Your answer should be an exact copy of the lines from the start of the entries to the line containing "impl Default for", both included.

◆ SUPPLIED INFORMATION
═══

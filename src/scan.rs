use globset::{Glob, GlobSet, GlobSetBuilder};
use serde::{Deserialize, Serialize};
use std::path::{Path, PathBuf};
use walkdir::WalkDir;

use crate::cli::ScanArgs;
use crate::config::Config;
use crate::error::{Error, Result};

/// What to do when a file cannot be stat'ed or read during a run.
#[derive(Debug, Clone, Copy, Default, PartialEq, Eq, Serialize, Deserialize, clap::ValueEnum)]
#[serde(rename_all = "lowercase")]
pub enum ErrorPolicy {
    /// Fail the whole run; no partial groups are produced.
    #[default]
    Abort,
    /// Leave the file out, record it in the report and keep going.
    Skip,
}

#[derive(Debug, Clone)]
pub struct ScanOptions {
    pub follow_symlinks: bool,
    /// Leave out names starting with a dot, and everything below such directories.
    pub skip_hidden: bool,
    /// Only consider file names containing a dot.
    pub require_extension: bool,
    /// Confirm every digest match byte for byte before grouping.
    pub verify: bool,
    pub min_size: u64,
    pub on_error: ErrorPolicy,
    pub include: GlobSet,
    pub exclude: GlobSet,
}

impl Default for ScanOptions {
    fn default() -> Self {
        Self {
            follow_symlinks: false,
            skip_hidden: false,
            require_extension: false,
            verify: false,
            min_size: 0,
            on_error: ErrorPolicy::Abort,
            include: GlobSet::empty(),
            exclude: GlobSet::empty(),
        }
    }
}

impl ScanOptions {
    pub fn from_args_and_config(args: &ScanArgs, config: &Config) -> Result<Self> {
        let follow_symlinks = args.follow_symlinks || config.follow_symlinks;
        let skip_hidden = args.skip_hidden || config.skip_hidden;
        let require_extension = args.require_extension || config.require_extension;
        let verify = args.verify || config.verify;
        let min_size = args.min_size.or(config.min_size).unwrap_or(0);
        let on_error = args.on_error.or(config.on_error).unwrap_or_default();

        // CLI include/exclude take priority; fall back to config
        let include_globs: Vec<&str> = if !args.include.is_empty() {
            args.include.iter().map(|s| s.as_str()).collect()
        } else {
            config.include.iter().map(|s| s.as_str()).collect()
        };
        let exclude_globs: Vec<&str> = if !args.exclude.is_empty() {
            args.exclude.iter().map(|s| s.as_str()).collect()
        } else {
            config.exclude.iter().map(|s| s.as_str()).collect()
        };

        Ok(Self {
            follow_symlinks,
            skip_hidden,
            require_extension,
            verify,
            min_size,
            on_error,
            include: build_globset(&include_globs)?,
            exclude: build_globset(&exclude_globs)?,
        })
    }

    /// Whether a regular file with this name takes part in the scan.
    pub fn file_included(&self, name: &str) -> bool {
        if self.skip_hidden && is_hidden(name) {
            return false;
        }
        if self.require_extension && !name.contains('.') {
            return false;
        }
        if !self.include.is_empty() && !self.include.is_match(name) {
            return false;
        }
        if self.exclude.is_match(name) {
            return false;
        }
        true
    }
}

pub fn is_hidden(name: &str) -> bool {
    name.starts_with('.')
}

pub fn build_globset(patterns: &[&str]) -> Result<GlobSet> {
    let mut builder = GlobSetBuilder::new();
    for p in patterns {
        let glob = Glob::new(p).map_err(|source| Error::Pattern {
            pattern: p.to_string(),
            source,
        })?;
        builder.add(glob);
    }
    builder.build().map_err(|source| Error::Pattern {
        pattern: patterns.join(", "),
        source,
    })
}

// ── Roots ────────────────────────────────────────────────────────────────────

/// A root directory as the caller spelled it, plus its canonical form.
#[derive(Debug, Clone, PartialEq, Eq)]
pub struct Root {
    pub path: PathBuf,
    pub canonical: PathBuf,
}

/// Canonicalize roots and drop any root that repeats or lies inside another
/// one, so no file is reachable through two roots. Roots that cannot be
/// resolved (missing, unreadable) are dropped with a warning.
pub fn prepare_roots(dirs: &[PathBuf]) -> Vec<Root> {
    let mut roots: Vec<Root> = Vec::new();
    for dir in dirs {
        let canonical = match dir.canonicalize() {
            Ok(c) => c,
            Err(e) => {
                tracing::warn!("Skipping {}: {}", dir.display(), e);
                continue;
            }
        };
        if roots.iter().any(|r| r.canonical == canonical) {
            tracing::debug!("Skipping repeated root {}", dir.display());
            continue;
        }
        roots.push(Root {
            path: dir.clone(),
            canonical,
        });
    }

    let nested: Vec<bool> = roots
        .iter()
        .map(|r| {
            roots
                .iter()
                .any(|other| other.canonical != r.canonical && r.canonical.starts_with(&other.canonical))
        })
        .collect();
    let mut kept = Vec::with_capacity(roots.len());
    for (root, is_nested) in roots.into_iter().zip(nested) {
        if is_nested {
            tracing::debug!("Skipping {}: inside another root", root.path.display());
        } else {
            kept.push(root);
        }
    }
    kept
}

// ── Traversal ────────────────────────────────────────────────────────────────

#[derive(Debug, Clone, PartialEq, Eq)]
pub struct FileEntry {
    pub path: PathBuf,
    pub size: u64,
}

/// Recursively enumerate the regular files under `root` that pass the
/// options' filters. Paths are `root` joined with the relative path below it.
///
/// Directory listing failures come out as `Error::Walk` and the walker moves
/// on past that subtree; metadata failures come out as `Error::Metadata`.
pub fn walk<'a>(root: &Path, opts: &'a ScanOptions) -> impl Iterator<Item = Result<FileEntry>> + 'a {
    let root_path = root.to_path_buf();
    WalkDir::new(root)
        .follow_links(opts.follow_symlinks)
        .into_iter()
        .filter_entry(move |entry| {
            // The root itself may be "." or a dot-directory the user asked for.
            entry.depth() == 0
                || !opts.skip_hidden
                || !is_hidden(&entry.file_name().to_string_lossy())
        })
        .filter_map(move |item| {
            let entry = match item {
                Ok(entry) => entry,
                Err(source) => {
                    let path = source
                        .path()
                        .map(Path::to_path_buf)
                        .unwrap_or_else(|| root_path.clone());
                    return Some(Err(Error::Walk { path, source }));
                }
            };
            // Without follow_links a symlink is neither a file nor a dir and is skipped.
            if !entry.file_type().is_file() {
                return None;
            }
            if !opts.file_included(&entry.file_name().to_string_lossy()) {
                return None;
            }
            let size = match entry.metadata() {
                Ok(meta) => meta.len(),
                Err(source) => {
                    return Some(Err(Error::Metadata {
                        path: entry.path().to_path_buf(),
                        source: source.into(),
                    }))
                }
            };
            if size < opts.min_size {
                return None;
            }
            Some(Ok(FileEntry {
                path: entry.into_path(),
                size,
            }))
        })
}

═══

◆ SOLUTION BELOW
filename src/scan.rs
use globset::{Glob, GlobSet, GlobSetBuilder};
use serde::{Deserialize, Serialize};
use std::path::{Path, PathBuf};
use walkdir::WalkDir;

use crate::cli::ScanArgs;
use crate::config::Config;
use crate::error::{Error, Result};

/// What to do when a file cannot be stat'ed or read during a run.
#[derive(Debug, Clone, Copy, Default, PartialEq, Eq, Serialize, Deserialize, clap::ValueEnum)]
#[serde(rename_all = "lowercase")]
pub enum ErrorPolicy {
    /// Fail the whole run; no partial groups are produced.
    #[default]
    Abort,
    /// Leave the file out, record it in the report and keep going.
    Skip,
}

#[derive(Debug, Clone)]
pub struct ScanOptions {
    pub follow_symlinks: bool,
    /// Leave out names starting with a dot, and everything below such directories.
    pub skip_hidden: bool,
    /// Only consider file names containing a dot.
    pub require_extension: bool,
    /// Confirm every digest match byte for byte before grouping.
    pub verify: bool,
    pub min_size: u64,
    pub on_error: ErrorPolicy,
    pub include: GlobSet,
    pub exclude: GlobSet,
}

impl Default for ScanOptions {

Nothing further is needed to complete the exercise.